Dans le jour plus clair, sous le soleil plus haut, cette sensation s’atténua, disparut. Mais, les jours suivans, le charme du labeur persista, le charme des anciens labeurs à deux. Et, tandis que l’œuvre avançait, de ne découvrir aucune différence entre elle et les œuvres précédentes qu’ils avaient édifiées ensemble, l’illusion un moment subie reparut, se fortifia. Durant les heures fiévreuses de la production, la morte n’était plus morte. Elle n’était même point absente comme une amie partie pour un lointain voyage ; elle était près de lui, véritablement, invisible seulement, lorsqu’il levait les yeux. S’il n’entendait point le grincement ressouvenu de sa plume et le froissement de ses feuillets, il sentait que la fusion de leurs deux pages en une seule, pour s’accomplir par des moyens différens, impénétrables, pour être antérieure à la manifestation écrite de l’idée ou simultanée, était réelle cependant. Leur communion si absolue, si intime, se poursuivait ; leur collaboration, un moment interrompue, était reprise.
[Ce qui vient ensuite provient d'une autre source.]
impl App {
    pub fn new(view_model: TaskFormViewModel) -> Self {
        let ui_state = view_model.ui_state();
        let state = view_model.snapshot();

        Self {
            title_input: HelixTextArea::new(&state.title, true),
            description_input: HelixTextArea::new(&state.description, false),
            view_model,
            ui_state,
            state,
            focus: Focus::Title,
            date_picker: None,
            confirm_delete: None,
            notification: None,
            should_quit: false,
            awaiting_result: false,
        }
    }

    pub fn view_model(&self) -> &TaskFormViewModel {
        &self.view_model
    }

    /// 表单结束：已保存、已删除或放弃编辑
    pub fn is_done(&self) -> bool {
        self.should_quit || self.state.is_saved_or_deleted
    }

    /// 拉取最新状态；内容与屏幕不同时（比如任务刚加载）同步到输入框
    pub fn sync(&mut self) {
        if !self.ui_state.has_changed().unwrap_or(false) {
            return;
        }
        let state = self.ui_state.borrow_and_update().clone();

        if state.title != self.title_input.content() {
            self.title_input.set_content(&state.title);
        }
        if state.description != self.description_input.content() {
            self.description_input.set_content(&state.description);
        }
        // 每次保存/删除结束都要提示，即使错误信息和上一次相同
        if self.awaiting_result && !state.is_processing {
            self.awaiting_result = false;
            if let Some(message) = &state.error {
                self.show_notification(message.clone(), NotificationLevel::Error);
            }
        }
        if !state.is_delete_enabled {
            self.confirm_delete = None;
        }

        self.state = state;
    }

    /// 处理键盘输入，返回 false 表示退出
    pub fn handle_key(&mut self, key: KeyEvent) -> bool {
        self.sync();

        if self.confirm_delete.is_some() {
            self.handle_confirm_key(key);
            return !self.is_done();
        }
        if self.date_picker.is_some() {
            self.handle_picker_key(key);
            return !self.is_done();
        }

        if key.modifiers.contains(KeyModifiers::CONTROL) {
            match key.code {
                KeyCode::Char('q') => self.should_quit = true,
                KeyCode::Char('s') => self.dispatch(FormEvent::Save),
                KeyCode::Char('d') => self.open_confirm_delete(),
                _ => {}
            }
            return !self.is_done();
        }

        match key.code {
            KeyCode::Tab => self.focus = self.focus.next(),
            KeyCode::BackTab => self.focus = self.focus.prev(),
            _ => match self.focus {
                Focus::DueDate => self.handle_due_date_key(key),
                Focus::Title => {
                    let action = self.title_input.handle_key(key);
                    self.handle_input_action(action);
                }
                Focus::Description => {
                    let action = self.description_input.handle_key(key);
                    self.handle_input_action(action);
                }
            },
        }

        !self.is_done()
    }

    fn handle_input_action(&mut self, action: InputAction) {
        match action {
            InputAction::Continue => {}
            InputAction::Changed => {
                let event = match self.focus {
                    Focus::Description => {
                        FormEvent::DescriptionChanged(self.description_input.content())
                    }
                    _ => FormEvent::TitleChanged(self.title_input.content()),
                };
                self.dispatch(event);
            }
            InputAction::Save => self.dispatch(FormEvent::Save),
            InputAction::Quit => self.should_quit = true,
        }
    }

    fn handle_due_date_key(&mut self, key: KeyEvent) {
        match key.code {
            KeyCode::Enter | KeyCode::Char(' ') => {
                let cursor = self
                    .state
                    .due_date
                    .as_deref()
                    .and_then(parse_due_input)
                    .map(millis_to_date)
                    .unwrap_or_else(today);
                self.date_picker = Some(DatePicker::new(cursor));
            }
            KeyCode::Char('x') | KeyCode::Backspace | KeyCode::Delete => {
                self.dispatch(FormEvent::DueDateChanged(None));
            }
            KeyCode::Esc => self.should_quit = true,
            _ => {}
        }
    }

    fn handle_picker_key(&mut self, key: KeyEvent) {
        let Some(picker) = self.date_picker.as_mut() else {
            return;
        };
        match key.code {
            KeyCode::Char('h') | KeyCode::Left => picker.shift_days(-1),
            KeyCode::Char('l') | KeyCode::Right => picker.shift_days(1),
            KeyCode::Char('k') | KeyCode::Up => picker.shift_days(-7),
            KeyCode::Char('j') | KeyCode::Down => picker.shift_days(7),
            KeyCode::Char('t') => picker.cursor = today(),
            KeyCode::Enter => {
                let millis = date_to_millis(picker.cursor);
                self.date_picker = None;
                self.dispatch(FormEvent::DueDateChanged(Some(millis)));
            }
            KeyCode::Char('x') => {
                self.date_picker = None;
                self.dispatch(FormEvent::DueDateChanged(None));
            }
            KeyCode::Esc => self.date_picker = None,
            _ => {}
        }
    }

    fn open_confirm_delete(&mut self) {
        if !self.state.is_delete_enabled {
            debug!("delete requested on a task that is not stored");
            return;
        }
        self.confirm_delete = Some(ConfirmDialog {
            title: "Delete task".to_string(),
            message: format!("Delete \"{}\"?\nThis cannot be undone.", self.state.title),
            yes_selected: false,
        });
    }

    fn handle_confirm_key(&mut self, key: KeyEvent) {
        let Some(dialog) = self.confirm_delete.as_mut() else {
            return;
        };
        match key.code {
            KeyCode::Esc | KeyCode::Char('n') => {
                self.confirm_delete = None;
                self.show_notification("Delete cancelled".to_string(), NotificationLevel::Info);
            }
            KeyCode::Left | KeyCode::Char('h') => dialog.yes_selected = false,
            KeyCode::Right | KeyCode::Char('l') => dialog.yes_selected = true,
            KeyCode::Enter => {
                let confirmed = dialog.yes_selected;
                self.confirm_delete = None;
                if confirmed {
                    self.dispatch(FormEvent::Delete);
                } else {
                    self.show_notification("Delete cancelled".to_string(), NotificationLevel::Info);
                }
            }
            KeyCode::Char('y') => {
                self.confirm_delete = None;
                self.dispatch(FormEvent::Delete);
            }
            _ => {}
        }
    }

    fn dispatch(&mut self, event: FormEvent) {
        if matches!(event, FormEvent::Save | FormEvent::Delete) {
            self.awaiting_result = true;
        }
        self.view_model.on_event(event);
        self.sync();
    }

    /// 显示通知消息
    pub fn show_notification(&mut self, message: String, level: NotificationLevel) {
        self.notification = Some(Notification {
            message,
            level,
            created_at: Instant::now(),
        });
    }

    /// 清除已过期的通知
    pub fn clear_expired_notification(&mut self) {
        if let Some(ref notification) = self.notification {
            if notification.is_expired() {
                self.notification = None;
            }
        }
    }
}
Il eut l’intuition qu’il n’avait point manqué à sa parole, que c’était Marie elle-même qui l’avait ramené au travail, courbé sur les pages irrésistiblement.

Alors, tandis qu’autour de lui ceux qui, d’abord, à cause de sa longue inaction, l’avaient accusé de n’être pour rien dans l’œuvre commune, déclaraient que nul écrivain n’était capable de résister à la passion d’écrire, Paul, souriant du sourire dont on voile à la foule les choses qui doivent demeurer secrètes, venait s’asseoir à la large table, en face du fauteuil vide : et ils travaillaient.


JEAN REIBRACH.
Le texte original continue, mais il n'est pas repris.